[Stored dataset items]
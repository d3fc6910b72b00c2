use super::EventQueue;
use crate::config::StreamConfig;
use crate::error::QueueError;

pub struct QueueBuilder {
    name: String,
    size_bytes: usize,
    attach_only: bool,
}

impl Default for QueueBuilder {
    fn default() -> Self {
        Self {
            name: "daq_evtstream".to_string(),
            size_bytes: StreamConfig::default().queue_size_bytes,
            attach_only: false,
        }
    }
}

impl QueueBuilder {
    pub fn new() -> Self {
        Self::default()
    }

    pub fn with_name(mut self, name: impl Into<String>) -> Self {
        self.name = name.into();
        self
    }

    pub fn with_size(mut self, size_bytes: usize) -> Self {
        self.size_bytes = size_bytes;
        self
    }

    /// Require the queue to exist already; its size is taken from the region.
    pub fn attach_only(mut self, attach_only: bool) -> Self {
        self.attach_only = attach_only;
        self
    }

    pub fn from_config(name: impl Into<String>, config: &StreamConfig) -> Self {
        Self::new()
            .with_name(name)
            .with_size(config.queue_size_bytes)
    }

    pub fn open(self) -> Result<EventQueue, QueueError> {
        if self.attach_only {
            EventQueue::attach(&self.name)
        } else {
            EventQueue::open(&self.name, self.size_bytes)
        }
    }
}
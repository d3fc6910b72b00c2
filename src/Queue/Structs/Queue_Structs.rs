// Result and statistics types handed out by EventQueue

/// Outcome of a non-blocking enqueue.
#[derive(Debug, Clone, Copy, PartialEq, Eq)]
pub enum EnqueueResult {
    /// The whole record is now visible to consumers.
    Enqueued,
    /// Free space is insufficient right now; the queue is unchanged.
    WouldBlock,
}

/// Outcome of a non-blocking dequeue.
#[derive(Debug, Clone, PartialEq, Eq)]
pub enum DequeueResult {
    Record(Vec<u8>),
    Empty,
}

impl DequeueResult {
    pub fn into_record(self) -> Option<Vec<u8>> {
        match self {
            DequeueResult::Record(bytes) => Some(bytes),
            DequeueResult::Empty => None,
        }
    }
}

/// Point-in-time view of a queue's bookkeeping.
#[derive(Debug, Clone, Copy, Default, PartialEq, Eq)]
pub struct QueueStats {
    pub capacity: usize,
    pub used_bytes: usize,
    pub records: u64,
    pub total_enqueued: u64,
    pub total_dequeued: u64,
}

impl QueueStats {
    pub fn free_bytes(&self) -> usize {
        self.capacity.saturating_sub(self.used_bytes)
    }
}
// src/Queue/queue.rs

use std::sync::atomic::Ordering;
use std::time::{Duration, Instant};

use tracing::info;

use crate::error::QueueError;
use crate::Core::region::QueueRegion;
use crate::Core::SharedMemory::unlink_shared_memory;
use crate::Queue::Ring::{Push, RingBuffer};
use crate::Queue::Structs::{DequeueResult, EnqueueResult, QueueStats};

/// A bounded FIFO of variable-length byte records shared by name.
///
/// Any number of producers and consumers, in this process or others, may open
/// the same name. Records are admitted whole or not at all and are handed out
/// in the order they were admitted.
pub struct EventQueue {
    region: QueueRegion,
}

impl EventQueue {
    /// Attach to the queue called `name`, creating it with a band of
    /// `size_bytes` if it does not exist yet.
    pub fn open(name: &str, size_bytes: usize) -> Result<Self, QueueError> {
        Ok(Self {
            region: QueueRegion::open(name, size_bytes)?,
        })
    }

    /// Attach to an existing queue, accepting whatever size it was created with.
    pub fn attach(name: &str) -> Result<Self, QueueError> {
        Ok(Self {
            region: QueueRegion::attach(name)?,
        })
    }

    /// Remove the name so no new process can attach. Mappings already open keep working.
    pub fn unlink(name: &str) -> Result<(), QueueError> {
        unlink_shared_memory(name).map_err(|source| QueueError::Attach {
            name: name.to_string(),
            source,
        })?;
        info!(queue = %name, "unlinked event queue");
        Ok(())
    }

    #[inline]
    fn ring(&self) -> &RingBuffer {
        self.region.ring()
    }

    fn check_fits(&self, len: usize) -> Result<(), QueueError> {
        let capacity = self.capacity();
        if len > u32::MAX as usize || RingBuffer::footprint(len) > capacity {
            return Err(QueueError::RecordTooLarge { len, capacity });
        }
        Ok(())
    }

    /// Append `record` if there is room for all of it.
    ///
    /// # Returns
    /// * `Ok(Enqueued)` once the record is visible to consumers
    /// * `Ok(WouldBlock)` if free space is short; nothing was written
    /// * `Err(RecordTooLarge)` if the record could never fit, even into an empty queue
    pub fn try_enqueue(&self, record: &[u8]) -> Result<EnqueueResult, QueueError> {
        self.check_fits(record.len())?;
        Ok(match self.ring().try_push(record) {
            Push::Pushed => EnqueueResult::Enqueued,
            Push::Full => EnqueueResult::WouldBlock,
        })
    }

    /// Remove and return the oldest record, or `Empty`.
    pub fn try_dequeue(&self) -> DequeueResult {
        match self.ring().try_pop() {
            Some(bytes) => DequeueResult::Record(bytes),
            None => DequeueResult::Empty,
        }
    }

    /// Enqueue, waiting in slices of at most `retry` until space is freed.
    ///
    /// Never drops the record; only a record that can never fit is an error.
    pub fn enqueue_blocking(&self, record: &[u8], retry: Duration) -> Result<(), QueueError> {
        self.check_fits(record.len())?;
        let ring = self.ring();
        loop {
            let epoch = ring.space_epoch();
            if ring.try_push(record) == Push::Pushed {
                return Ok(());
            }
            ring.wait_for_space(epoch, retry);
        }
    }

    /// Enqueue, giving up after `timeout` with `WouldBlock` and nothing written.
    pub fn enqueue_timeout(
        &self,
        record: &[u8],
        timeout: Duration,
        retry: Duration,
    ) -> Result<EnqueueResult, QueueError> {
        self.check_fits(record.len())?;
        let ring = self.ring();
        let deadline = Instant::now() + timeout;
        loop {
            let epoch = ring.space_epoch();
            if ring.try_push(record) == Push::Pushed {
                return Ok(EnqueueResult::Enqueued);
            }
            let now = Instant::now();
            if now >= deadline {
                return Ok(EnqueueResult::WouldBlock);
            }
            ring.wait_for_space(epoch, retry.min(deadline - now));
        }
    }

    /// Dequeue, waiting in slices of at most `retry` until a record arrives.
    pub fn dequeue_blocking(&self, retry: Duration) -> Vec<u8> {
        let ring = self.ring();
        loop {
            let epoch = ring.data_epoch();
            if let Some(bytes) = ring.try_pop() {
                return bytes;
            }
            ring.wait_for_data(epoch, retry);
        }
    }

    /// Dequeue, giving up after `timeout`.
    pub fn dequeue_timeout(&self, timeout: Duration, retry: Duration) -> Option<Vec<u8>> {
        let ring = self.ring();
        let deadline = Instant::now() + timeout;
        loop {
            let epoch = ring.data_epoch();
            if let Some(bytes) = ring.try_pop() {
                return Some(bytes);
            }
            let now = Instant::now();
            if now >= deadline {
                return None;
            }
            ring.wait_for_data(epoch, retry.min(deadline - now));
        }
    }

    pub fn name(&self) -> &str {
        self.region.name()
    }

    /// Size of the data band in bytes.
    pub fn capacity(&self) -> usize {
        self.region.capacity()
    }

    /// Largest record payload that fits an empty queue.
    pub fn max_record_len(&self) -> usize {
        self.capacity().saturating_sub(RingBuffer::footprint(0))
    }

    pub fn len(&self) -> usize {
        self.ring().record_count() as usize
    }

    pub fn is_empty(&self) -> bool {
        self.len() == 0
    }

    /// True if this handle created the underlying region.
    pub fn is_creator(&self) -> bool {
        self.region.is_creator()
    }

    pub fn stats(&self) -> QueueStats {
        let ring = self.ring();
        let header = ring.header();
        QueueStats {
            capacity: ring.capacity(),
            used_bytes: ring.used_bytes(),
            records: ring.record_count(),
            total_enqueued: header.enqueued.load(Ordering::Relaxed),
            total_dequeued: header.dequeued.load(Ordering::Relaxed),
        }
    }

    pub(crate) fn region(&self) -> &QueueRegion {
        &self.region
    }
}

impl std::fmt::Debug for EventQueue {
    fn fmt(&self, f: &mut std::fmt::Formatter<'_>) -> std::fmt::Result {
        crate::Debug::StructDebug::debug_event_queue(self, f)
    }
}
// Shared memory backend abstraction for Linux
// Named regions are files in /dev/shm mapped MAP_SHARED

use std::fmt::Debug;
use std::fs::{File, OpenOptions};
use std::io;
use std::ptr::{self, NonNull};
#[cfg(unix)]
use std::os::fd::AsRawFd;
#[cfg(unix)]
use std::os::unix::fs::OpenOptionsExt;

/// Directory backing named regions.
pub const SHM_DIR: &str = "/dev/shm";

/// Shared memory backend trait for cross-platform memory mapping
pub trait SharedMemoryBackend: Send + Sync + Debug {
    /// Get a pointer to the mapped memory region
    fn as_ptr(&self) -> *mut u8;

    /// Get the size of the mapped region in bytes
    fn size(&self) -> usize;

    /// Get the underlying file descriptor
    fn raw_handle(&self) -> RawHandle;
}

/// Platform-specific handle type
#[derive(Debug, Clone, Copy)]
pub enum RawHandle {
    /// Unix file descriptor (Linux)
    Fd(i32),
}

/// Reject names that would escape /dev/shm or cannot be a file name.
pub fn valid_name(name: &str) -> bool {
    !name.is_empty()
        && name.len() <= 255
        && name != "."
        && name != ".."
        && !name.contains('/')
        && !name.contains('\0')
}

fn shm_path(name: &str) -> io::Result<String> {
    if !valid_name(name) {
        return Err(io::Error::new(
            io::ErrorKind::InvalidInput,
            format!("invalid shared memory name '{}'", name),
        ));
    }
    Ok(format!("{}/{}", SHM_DIR, name))
}

/// Create a new named region of exactly `size` bytes, zero filled.
///
/// Fails with `AlreadyExists` if the name is taken; callers that want
/// create-or-attach semantics fall back to [`attach_shared_memory`].
#[cfg(target_os = "linux")]
pub fn create_shared_memory(name: &str, size: usize) -> io::Result<Box<dyn SharedMemoryBackend>> {
    Ok(Box::new(LinuxSharedMemory::create(name, size)?))
}

/// Attach to an existing named region, mapping its full current size.
#[cfg(target_os = "linux")]
pub fn attach_shared_memory(name: &str) -> io::Result<Box<dyn SharedMemoryBackend>> {
    Ok(Box::new(LinuxSharedMemory::attach(name)?))
}

/// Remove a named region. Existing mappings stay valid until dropped.
#[cfg(target_os = "linux")]
pub fn unlink_shared_memory(name: &str) -> io::Result<()> {
    std::fs::remove_file(shm_path(name)?)
}

#[cfg(not(target_os = "linux"))]
pub fn create_shared_memory(_name: &str, _size: usize) -> io::Result<Box<dyn SharedMemoryBackend>> {
    Err(io::Error::new(
        io::ErrorKind::Unsupported,
        "Shared memory only supported on Linux",
    ))
}

#[cfg(not(target_os = "linux"))]
pub fn attach_shared_memory(_name: &str) -> io::Result<Box<dyn SharedMemoryBackend>> {
    Err(io::Error::new(
        io::ErrorKind::Unsupported,
        "Shared memory only supported on Linux",
    ))
}

#[cfg(not(target_os = "linux"))]
pub fn unlink_shared_memory(_name: &str) -> io::Result<()> {
    Err(io::Error::new(
        io::ErrorKind::Unsupported,
        "Shared memory only supported on Linux",
    ))
}

#[cfg(target_os = "linux")]
#[derive(Debug)]
pub struct LinuxSharedMemory {
    ptr: NonNull<u8>,
    size: usize,
    file: File,
}

#[cfg(target_os = "linux")]
unsafe impl Send for LinuxSharedMemory {}
#[cfg(target_os = "linux")]
unsafe impl Sync for LinuxSharedMemory {}

#[cfg(target_os = "linux")]
impl LinuxSharedMemory {
    pub fn create(name: &str, size: usize) -> io::Result<Self> {
        if size == 0 {
            return Err(io::Error::new(
                io::ErrorKind::InvalidInput,
                "shared memory size must be non-zero",
            ));
        }
        let path = shm_path(name)?;
        let file = OpenOptions::new()
            .read(true)
            .write(true)
            .create_new(true)
            .mode(0o600)
            .open(&path)?;

        if let Err(e) = file.set_len(size as u64) {
            let _ = std::fs::remove_file(&path);
            return Err(e);
        }

        match Self::map(file, size) {
            Ok(shm) => Ok(shm),
            Err(e) => {
                let _ = std::fs::remove_file(&path);
                Err(e)
            }
        }
    }

    pub fn attach(name: &str) -> io::Result<Self> {
        let path = shm_path(name)?;
        let file = OpenOptions::new().read(true).write(true).open(&path)?;
        let size = file.metadata()?.len() as usize;
        if size == 0 {
            // Creator has not sized the file yet.
            return Err(io::Error::new(
                io::ErrorKind::WouldBlock,
                format!("shared memory at {} is not sized yet", path),
            ));
        }
        Self::map(file, size)
    }

    fn map(file: File, size: usize) -> io::Result<Self> {
        let ptr = unsafe {
            libc::mmap(
                ptr::null_mut(),
                size,
                libc::PROT_READ | libc::PROT_WRITE,
                libc::MAP_SHARED,
                file.as_raw_fd(),
                0,
            )
        };
        if ptr == libc::MAP_FAILED {
            return Err(io::Error::last_os_error());
        }
        let ptr = NonNull::new(ptr as *mut u8)
            .ok_or_else(|| io::Error::new(io::ErrorKind::Other, "mmap returned null"))?;
        Ok(Self { ptr, size, file })
    }
}

#[cfg(target_os = "linux")]
impl Drop for LinuxSharedMemory {
    fn drop(&mut self) {
        unsafe {
            libc::munmap(self.ptr.as_ptr() as *mut libc::c_void, self.size);
        }
        // `file` closes the descriptor.
    }
}

#[cfg(target_os = "linux")]
impl SharedMemoryBackend for LinuxSharedMemory {
    fn as_ptr(&self) -> *mut u8 {
        self.ptr.as_ptr()
    }

    fn size(&self) -> usize {
        self.size
    }

    fn raw_handle(&self) -> RawHandle {
        RawHandle::Fd(self.file.as_raw_fd())
    }
}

- [YOUR INSTRUCTIONS]
I need each line of the entries that holds the string "after" located and copied.

- [TASK RESPONSE]
    /// Enqueue, giving up after `timeout` with `WouldBlock` and nothing written.
    /// Dequeue, giving up after `timeout`.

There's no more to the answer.